Lord Falconer’s bemusement at last Friday’s Law for Journalists Conference was something to behold.
He’d just given his upbeat verdict on the forthcoming Freedom of Information Act, now just weeks from coming into force.
And then the man from The Times asked him an innocuous sounding question.
Was there, wondered legal manager Alastair Brett, any degree of confidentiality involved in an FoI request by a newspaper? If a journalist had worked for weeks on a story, and had then filed a question using the legislation, would the answer be given only to that journalist? Or would it be broadcast on a website or by press release, allowing rival publications to get a piece of the scoop without having done any of the legwork? Falconer looked on in amazement. Let’s get this straight, he said. You want the facts to be freely available-but only to you? You want freedom of information to be restricted to accommodate your commercial interests? A chill wind blew through the room. Some of those journalists who had daydreamed of great FoI scoops could almost see them turning to dust before their very eyes.
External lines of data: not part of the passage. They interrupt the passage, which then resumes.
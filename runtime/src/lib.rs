//! # Openroot Runtime
//!
//! The [`Store`] owns a reducer's state, runs the effects the reducer
//! returns and feeds the actions those effects produce back into it.
//!
//! ```ignore
//! use openroot_runtime::Store;
//!
//! let store = Store::new(CheckoutState::default(), CheckoutReducer, environment);
//!
//! store.send(CheckoutAction::SelectCourse { course_id }).await;
//!
//! // Resolves once the reducer has applied the verification result
//! let outcome = store
//!     .send_and_wait_for(
//!         CheckoutAction::Pay,
//!         |a| matches!(a, CheckoutAction::PaymentVerified { .. }),
//!         Duration::from_secs(30),
//!     )
//!     .await?;
//! ```

use openroot_core::{effect::Effect, reducer::Reducer};
use std::sync::Arc;
use std::sync::atomic::{AtomicUsize, Ordering};
use std::time::Duration;
use tokio::sync::{RwLock, watch};

/// Error types for the Store runtime
pub mod error {
    use thiserror::Error;

    /// Errors from waiting on a [`Store`](crate::Store)
    #[derive(Error, Debug, Clone, PartialEq, Eq)]
    pub enum StoreError {
        /// No matching action arrived before the deadline
        #[error("Timeout waiting for action")]
        Timeout,

        /// Action broadcast channel closed
        #[error("Action broadcast channel closed")]
        ChannelClosed,
    }
}

pub use error::StoreError;

/// Completion handle for the effects started by one [`Store::send`]
///
/// Only the effects of that action are counted. An action an effect feeds
/// back is sent on its own and is not waited for here.
#[derive(Clone)]
pub struct EffectHandle {
    running: Arc<AtomicUsize>,
    done: watch::Receiver<()>,
}

impl EffectHandle {
    fn new() -> (Self, EffectTracking) {
        let running = Arc::new(AtomicUsize::new(0));
        let (notifier, done) = watch::channel(());

        let handle = Self {
            running: Arc::clone(&running),
            done,
        };
        (handle, EffectTracking {
            running,
            notifier: Arc::new(notifier),
        })
    }

    /// Wait until every tracked effect has finished
    pub async fn wait(&mut self) {
        while self.running.load(Ordering::SeqCst) > 0 {
            if self.done.changed().await.is_err() {
                break;
            }
        }
    }

    /// [`wait`](Self::wait) with a deadline
    ///
    /// # Errors
    ///
    /// [`StoreError::Timeout`] if effects are still running at the deadline.
    pub async fn wait_with_timeout(&mut self, timeout: Duration) -> Result<(), StoreError> {
        tokio::time::timeout(timeout, self.wait())
            .await
            .map_err(|_| StoreError::Timeout)
    }
}

impl std::fmt::Debug for EffectHandle {
    fn fmt(&self, f: &mut std::fmt::Formatter<'_>) -> std::fmt::Result {
        f.debug_struct("EffectHandle")
            .field("running", &self.running.load(Ordering::SeqCst))
            .finish_non_exhaustive()
    }
}

#[derive(Clone)]
struct EffectTracking {
    running: Arc<AtomicUsize>,
    notifier: Arc<watch::Sender<()>>,
}

/// Counts one running effect; the count drops even if the effect panics
struct RunningEffect(EffectTracking);

impl RunningEffect {
    fn start(tracking: &EffectTracking) -> Self {
        tracking.running.fetch_add(1, Ordering::SeqCst);
        Self(tracking.clone())
    }
}

impl Drop for RunningEffect {
    fn drop(&mut self) {
        if self.0.running.fetch_sub(1, Ordering::SeqCst) == 1 {
            let _ = self.0.notifier.send(());
        }
    }
}

/// Store runtime for coordinating reducer execution and effect handling.
pub mod store {
    use super::{
        Arc, Effect, EffectHandle, EffectTracking, Reducer, RunningEffect, RwLock, StoreError,
    };
    use std::time::Duration;
    use tokio::sync::broadcast;

    const ACTION_BROADCAST_CAPACITY: usize = 16;

    /// Runtime for one reducer
    ///
    /// State sits behind an `RwLock`; every action is reduced under the
    /// write lock, so actions apply one at a time. Clones share state.
    pub struct Store<S, A, E, R>
    where
        R: Reducer<State = S, Action = A, Environment = E>,
    {
        state: Arc<RwLock<S>>,
        reducer: R,
        environment: E,
        /// Actions produced by effects, published after they are reduced
        applied: broadcast::Sender<A>,
    }

    impl<S, A, E, R> Store<S, A, E, R>
    where
        R: Reducer<State = S, Action = A, Environment = E> + Send + Sync + 'static,
        A: Send + Clone + std::fmt::Debug + 'static,
        S: Send + Sync + 'static,
        E: Send + Sync + 'static,
    {
        /// Create a store with initial state, reducer, and environment
        #[must_use]
        pub fn new(initial_state: S, reducer: R, environment: E) -> Self {
            let (applied, _) = broadcast::channel(ACTION_BROADCAST_CAPACITY);

            Self {
                state: Arc::new(RwLock::new(initial_state)),
                reducer,
                environment,
                applied,
            }
        }

        /// Reduce `action` and start the effects it returns
        ///
        /// Returns once the state is updated and the effects are spawned.
        /// The handle waits for those effects.
        #[tracing::instrument(skip(self, action), name = "store_send")]
        pub async fn send(&self, action: A) -> EffectHandle
        where
            R: Clone,
            E: Clone,
        {
            tracing::debug!(?action, "Reducing action");
            metrics::counter!("store.actions.total").increment(1);

            let (handle, tracking) = EffectHandle::new();

            let effects = {
                let mut state = self.state.write().await;

                let start = std::time::Instant::now();
                let effects = self.reducer.reduce(&mut *state, action, &self.environment);
                metrics::histogram!("store.reducer.duration_seconds")
                    .record(start.elapsed().as_secs_f64());

                effects
            };

            for effect in effects {
                self.execute(effect, &tracking);
            }

            handle
        }

        /// Send `action`, then wait for an effect-produced action matching
        /// `predicate`
        ///
        /// The subscription is taken before sending and covers the whole
        /// feedback chain, so the match may be several effects downstream.
        /// The matching action has already been reduced when this returns.
        /// `action` itself is never matched.
        ///
        /// # Errors
        ///
        /// - [`StoreError::Timeout`]: nothing matched before `timeout`
        /// - [`StoreError::ChannelClosed`]: the broadcast channel closed
        pub async fn send_and_wait_for<F>(
            &self,
            action: A,
            predicate: F,
            timeout: Duration,
        ) -> Result<A, StoreError>
        where
            R: Clone,
            E: Clone,
            F: Fn(&A) -> bool,
        {
            let mut rx = self.applied.subscribe();

            self.send(action).await;

            tokio::time::timeout(timeout, async {
                loop {
                    match rx.recv().await {
                        Ok(action) if predicate(&action) => return Ok(action),
                        Ok(_) => {},
                        Err(broadcast::error::RecvError::Lagged(skipped)) => {
                            tracing::warn!(skipped, "Action observer lagged");
                        },
                        Err(broadcast::error::RecvError::Closed) => {
                            return Err(StoreError::ChannelClosed);
                        },
                    }
                }
            })
            .await
            .map_err(|_| StoreError::Timeout)?
        }

        /// Read current state via a closure
        ///
        /// ```ignore
        /// let paying = store.state(|s| s.is_paying()).await;
        /// ```
        pub async fn state<F, T>(&self, f: F) -> T
        where
            F: FnOnce(&S) -> T,
        {
            let state = self.state.read().await;
            f(&*state)
        }

        fn execute(&self, effect: Effect<A>, tracking: &EffectTracking)
        where
            R: Clone,
            E: Clone,
        {
            match effect {
                Effect::None => {},
                Effect::Future(work) => {
                    metrics::counter!("store.effects.executed", "type" => "future").increment(1);
                    self.spawn_feedback(tracking, work);
                },
                Effect::Delay { duration, action } => {
                    tracing::trace!(?duration, "Scheduling delayed action");
                    metrics::counter!("store.effects.executed", "type" => "delay").increment(1);
                    self.spawn_feedback(tracking, async move {
                        tokio::time::sleep(duration).await;
                        Some(*action)
                    });
                },
            }
        }

        /// Run `work` on its own task and send whatever action it yields
        fn spawn_feedback<Fut>(&self, tracking: &EffectTracking, work: Fut)
        where
            R: Clone,
            E: Clone,
            Fut: std::future::Future<Output = Option<A>> + Send + 'static,
        {
            let running = RunningEffect::start(tracking);
            let store = self.clone();

            tokio::spawn(async move {
                let _running = running;

                if let Some(action) = work.await {
                    store.send(action.clone()).await;
                    // No subscribers is the normal case
                    let _ = store.applied.send(action);
                }
            });
        }
    }

    impl<S, A, E, R> Clone for Store<S, A, E, R>
    where
        R: Reducer<State = S, Action = A, Environment = E> + Clone,
        E: Clone,
    {
        fn clone(&self) -> Self {
            Self {
                state: Arc::clone(&self.state),
                reducer: self.reducer.clone(),
                environment: self.environment.clone(),
                applied: self.applied.clone(),
            }
        }
    }
}

pub use store::Store;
The temperature dropped further as The Guardian ‘s David Hencke pointed out that the results of a request he’d made under the old open government code had actually been leaked, before he had been given the answers, to an opposition paper.
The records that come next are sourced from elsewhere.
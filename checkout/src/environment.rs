//! Injected dependencies of the checkout reducer.

use crate::client::OrderApiError;
use crate::types::{Catalog, CheckoutOptions, VerificationStatus, WidgetOutcome};
use openroot_razorpay::{Order, PaymentCallback};
use std::future::Future;
use std::pin::Pin;
use std::sync::Arc;
use std::time::Duration;

/// Boxed future returned by [`OrderApi`] methods
pub type ApiFuture<T> = Pin<Box<dyn Future<Output = Result<T, OrderApiError>> + Send>>;

/// Boxed future resolving when the hosted checkout closes
pub type WidgetFuture = Pin<Box<dyn Future<Output = WidgetOutcome> + Send>>;

/// The order service as seen from the client
pub trait OrderApi: Send + Sync {
    /// Ask the service to mint an order for `amount` whole rupees.
    ///
    /// Implementations must fail with [`OrderApiError::MissingOrderId`] when
    /// the response carries no order id.
    fn create_order(&self, amount: u64) -> ApiFuture<Order>;

    /// Forward a payment callback for signature verification
    fn verify_payment(&self, callback: PaymentCallback) -> ApiFuture<VerificationStatus>;
}

/// The gateway's hosted checkout widget
pub trait HostedCheckout: Send + Sync {
    /// Open the widget; resolves once the buyer pays or closes it
    fn open(&self, options: CheckoutOptions) -> WidgetFuture;
}

/// Presentation settings for the hosted checkout
#[derive(Clone, Debug, PartialEq, Eq)]
pub struct CheckoutSettings {
    /// Public gateway key id
    pub key_id: String,
    /// Merchant name shown in the widget
    pub merchant_name: String,
    /// Widget accent colour
    pub theme_color: String,
    /// How long the success celebration shows
    pub celebration: Duration,
}

impl CheckoutSettings {
    /// Default merchant name
    pub const DEFAULT_MERCHANT_NAME: &'static str = "Openroot Classes";
    /// Default accent colour
    pub const DEFAULT_THEME_COLOR: &'static str = "#7c3aed";
    /// Default celebration length
    pub const DEFAULT_CELEBRATION: Duration = Duration::from_secs(6);

    /// Settings with the default presentation for the given key id
    #[must_use]
    pub fn new(key_id: impl Into<String>) -> Self {
        Self {
            key_id: key_id.into(),
            merchant_name: Self::DEFAULT_MERCHANT_NAME.to_string(),
            theme_color: Self::DEFAULT_THEME_COLOR.to_string(),
            celebration: Self::DEFAULT_CELEBRATION,
        }
    }

    /// Override the celebration length
    #[must_use]
    pub const fn with_celebration(mut self, celebration: Duration) -> Self {
        self.celebration = celebration;
        self
    }
}

/// Environment for the checkout reducer
#[derive(Clone)]
pub struct CheckoutEnvironment {
    /// Order service client
    pub api: Arc<dyn OrderApi>,
    /// Hosted checkout widget
    pub checkout: Arc<dyn HostedCheckout>,
    /// Courses on sale
    pub catalog: Arc<Catalog>,
    /// Widget presentation
    pub settings: CheckoutSettings,
}

impl CheckoutEnvironment {
    /// Creates an environment over the built-in catalog
    pub fn new(
        api: Arc<dyn OrderApi>,
        checkout: Arc<dyn HostedCheckout>,
        settings: CheckoutSettings,
    ) -> Self {
        Self {
            api,
            checkout,
            catalog: Arc::new(Catalog::builtin()),
            settings,
        }
    }

    /// Replace the catalog
    #[must_use]
    pub fn with_catalog(mut self, catalog: Catalog) -> Self {
        self.catalog = Arc::new(catalog);
        self
    }
}

impl std::fmt::Debug for CheckoutEnvironment {
    fn fmt(&self, f: &mut std::fmt::Formatter<'_>) -> std::fmt::Result {
        f.debug_struct("CheckoutEnvironment")
            .field("catalog", &self.catalog)
            .field("settings", &self.settings)
            .finish_non_exhaustive()
    }
}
Falconer admitted he had not given the ‘scoop factor’ much thought. It’s time that he did.
Because there is a very real danger that the act could become a ‘spoiler’s charter’, allowing government departments to take the heat out of the most embarrassing stories by judiciously drawing other media’s attention to them.
For Sunday newspapers, or weeklies, that could seriously hit their effectiveness.
But journalists too have to ensure that they don’t let the FoI paradox prevent them from using it as an effective tool. As Falconer pointed out, if this is all about making secret information available to the public, you can hardly cry foul if that’s exactly what happens.
In the end it may all come down to trust between journalists and the agencies covered by the act -one of the key points of the Lord Chancellor’s earlier speech.
If that trust breaks down, we could yet end up seeing this most valuable piece of legislation losing its potency.